> What to do
The data should be printed in full, character for character.
Data under study Block Start
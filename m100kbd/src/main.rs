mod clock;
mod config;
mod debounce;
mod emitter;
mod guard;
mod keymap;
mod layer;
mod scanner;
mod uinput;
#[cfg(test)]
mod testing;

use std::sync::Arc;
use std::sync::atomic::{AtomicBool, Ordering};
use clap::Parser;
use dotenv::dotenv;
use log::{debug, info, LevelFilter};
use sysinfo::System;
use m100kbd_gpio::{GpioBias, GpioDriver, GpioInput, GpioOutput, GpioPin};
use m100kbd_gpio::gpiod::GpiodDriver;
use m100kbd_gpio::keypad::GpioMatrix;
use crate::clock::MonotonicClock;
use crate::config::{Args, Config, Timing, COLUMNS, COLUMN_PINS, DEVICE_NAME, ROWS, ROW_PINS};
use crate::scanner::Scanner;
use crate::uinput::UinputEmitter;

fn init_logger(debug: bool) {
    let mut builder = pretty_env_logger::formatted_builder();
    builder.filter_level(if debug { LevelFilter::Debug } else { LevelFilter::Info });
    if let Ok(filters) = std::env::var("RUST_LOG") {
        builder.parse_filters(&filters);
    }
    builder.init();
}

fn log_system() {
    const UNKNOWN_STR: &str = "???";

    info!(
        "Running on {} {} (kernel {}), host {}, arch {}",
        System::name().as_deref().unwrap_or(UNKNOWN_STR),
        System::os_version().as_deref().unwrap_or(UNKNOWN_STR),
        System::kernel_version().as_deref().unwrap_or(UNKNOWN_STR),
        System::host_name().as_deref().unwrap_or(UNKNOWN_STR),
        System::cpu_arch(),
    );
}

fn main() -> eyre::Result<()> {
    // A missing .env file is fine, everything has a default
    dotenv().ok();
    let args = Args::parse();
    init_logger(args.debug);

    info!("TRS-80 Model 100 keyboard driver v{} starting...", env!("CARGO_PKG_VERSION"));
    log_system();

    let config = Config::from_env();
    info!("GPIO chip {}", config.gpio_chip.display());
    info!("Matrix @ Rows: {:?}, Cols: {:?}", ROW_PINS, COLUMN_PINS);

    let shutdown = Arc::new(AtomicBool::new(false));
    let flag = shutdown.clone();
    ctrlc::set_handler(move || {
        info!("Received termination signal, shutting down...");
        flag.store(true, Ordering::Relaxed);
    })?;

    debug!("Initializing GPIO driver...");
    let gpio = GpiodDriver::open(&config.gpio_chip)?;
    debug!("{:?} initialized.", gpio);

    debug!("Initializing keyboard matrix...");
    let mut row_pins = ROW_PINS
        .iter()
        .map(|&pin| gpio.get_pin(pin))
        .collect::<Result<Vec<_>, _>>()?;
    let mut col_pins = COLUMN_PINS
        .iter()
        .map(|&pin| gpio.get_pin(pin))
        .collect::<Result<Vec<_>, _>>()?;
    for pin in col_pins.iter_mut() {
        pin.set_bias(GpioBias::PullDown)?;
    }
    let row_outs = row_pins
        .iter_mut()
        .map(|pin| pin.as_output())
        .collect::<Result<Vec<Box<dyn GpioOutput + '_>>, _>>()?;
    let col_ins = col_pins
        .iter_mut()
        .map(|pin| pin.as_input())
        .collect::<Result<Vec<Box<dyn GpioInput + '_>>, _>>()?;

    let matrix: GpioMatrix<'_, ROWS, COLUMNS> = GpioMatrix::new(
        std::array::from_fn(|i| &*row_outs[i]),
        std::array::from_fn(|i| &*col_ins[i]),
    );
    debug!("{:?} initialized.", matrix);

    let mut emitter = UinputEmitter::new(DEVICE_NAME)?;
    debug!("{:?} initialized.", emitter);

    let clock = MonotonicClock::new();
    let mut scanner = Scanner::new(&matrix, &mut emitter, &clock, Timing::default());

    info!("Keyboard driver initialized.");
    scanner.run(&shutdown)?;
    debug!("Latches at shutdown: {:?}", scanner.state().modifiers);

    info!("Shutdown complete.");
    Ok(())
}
Data under study Block End
> Answer to this task
filename m100kbd/src/main.rs
mod clock;
mod config;
mod debounce;
mod emitter;
mod guard;
mod keymap;
mod layer;
mod scanner;
mod uinput;
#[cfg(test)]
mod testing;

use std::sync::Arc;
use std::sync::atomic::{AtomicBool, Ordering};
use clap::Parser;
use dotenv::dotenv;
use log::{debug, info, LevelFilter};
use sysinfo::System;
use m100kbd_gpio::{GpioBias, GpioDriver, GpioInput, GpioOutput, GpioPin};
use m100kbd_gpio::gpiod::GpiodDriver;
use m100kbd_gpio::keypad::GpioMatrix;
use crate::clock::MonotonicClock;
use crate::config::{Args, Config, Timing, COLUMNS, COLUMN_PINS, DEVICE_NAME, ROWS, ROW_PINS};
use crate::scanner::Scanner;
use crate::uinput::UinputEmitter;

fn init_logger(debug: bool) {
    let mut builder = pretty_env_logger::formatted_builder();
    builder.filter_level(if debug { LevelFilter::Debug } else { LevelFilter::Info });
    if let Ok(filters) = std::env::var("RUST_LOG") {
        builder.parse_filters(&filters);
    }
    builder.init();
}

fn log_system() {
    const UNKNOWN_STR: &str = "???";

    info!(
        "Running on {} {} (kernel {}), host {}, arch {}",
        System::name().as_deref().unwrap_or(UNKNOWN_STR),
        System::os_version().as_deref().unwrap_or(UNKNOWN_STR),
        System::kernel_version().as_deref().unwrap_or(UNKNOWN_STR),
        System::host_name().as_deref().unwrap_or(UNKNOWN_STR),
        System::cpu_arch(),
    );
}

fn main() -> eyre::Result<()> {
    // A missing .env file is fine, everything has a default
    dotenv().ok();
    let args = Args::parse();
    init_logger(args.debug);

    info!("TRS-80 Model 100 keyboard driver v{} starting...", env!("CARGO_PKG_VERSION"));
    log_system();

    let config = Config::from_env();
    info!("GPIO chip {}", config.gpio_chip.display());
    info!("Matrix @ Rows: {:?}, Cols: {:?}", ROW_PINS, COLUMN_PINS);

    let shutdown = Arc::new(AtomicBool::new(false));
    let flag = shutdown.clone();
    ctrlc::set_handler(move || {
        info!("Received termination signal, shutting down...");
        flag.store(true, Ordering::Relaxed);
    })?;

    debug!("Initializing GPIO driver...");
    let gpio = GpiodDriver::open(&config.gpio_chip)?;
    debug!("{:?} initialized.", gpio);

    debug!("Initializing keyboard matrix...");
    let mut row_pins = ROW_PINS
        .iter()
        .map(|&pin| gpio.get_pin(pin))
        .collect::<Result<Vec<_>, _>>()?;
    let mut col_pins = COLUMN_PINS
        .iter()
        .map(|&pin| gpio.get_pin(pin))
        .collect::<Result<Vec<_>, _>>()?;
    for pin in col_pins.iter_mut() {
        pin.set_bias(GpioBias::PullDown)?;
    }
    let row_outs = row_pins
        .iter_mut()
        .map(|pin| pin.as_output())
        .collect::<Result<Vec<Box<dyn GpioOutput + '_>>, _>>()?;
    let col_ins = col_pins
        .iter_mut()
        .map(|pin| pin.as_input())
        .collect::<Result<Vec<Box<dyn GpioInput + '_>>, _>>()?;

    let matrix: GpioMatrix<'_, ROWS, COLUMNS> = GpioMatrix::new(
        std::array::from_fn(|i| &*row_outs[i]),
        std::array::from_fn(|i| &*col_ins[i]),
    );
    debug!("{:?} initialized.", matrix);

    let mut emitter = UinputEmitter::new(DEVICE_NAME)?;
    debug!("{:?} initialized.", emitter);

    let clock = MonotonicClock::new();
    let mut scanner = Scanner::new(&matrix, &mut emitter, &clock, Timing::default());

    info!("Keyboard driver initialized.");
    scanner.run(&shutdown)?;
    debug!("Latches at shutdown: {:?}", scanner.state().modifiers);

    info!("Shutdown complete.");
    Ok(())
}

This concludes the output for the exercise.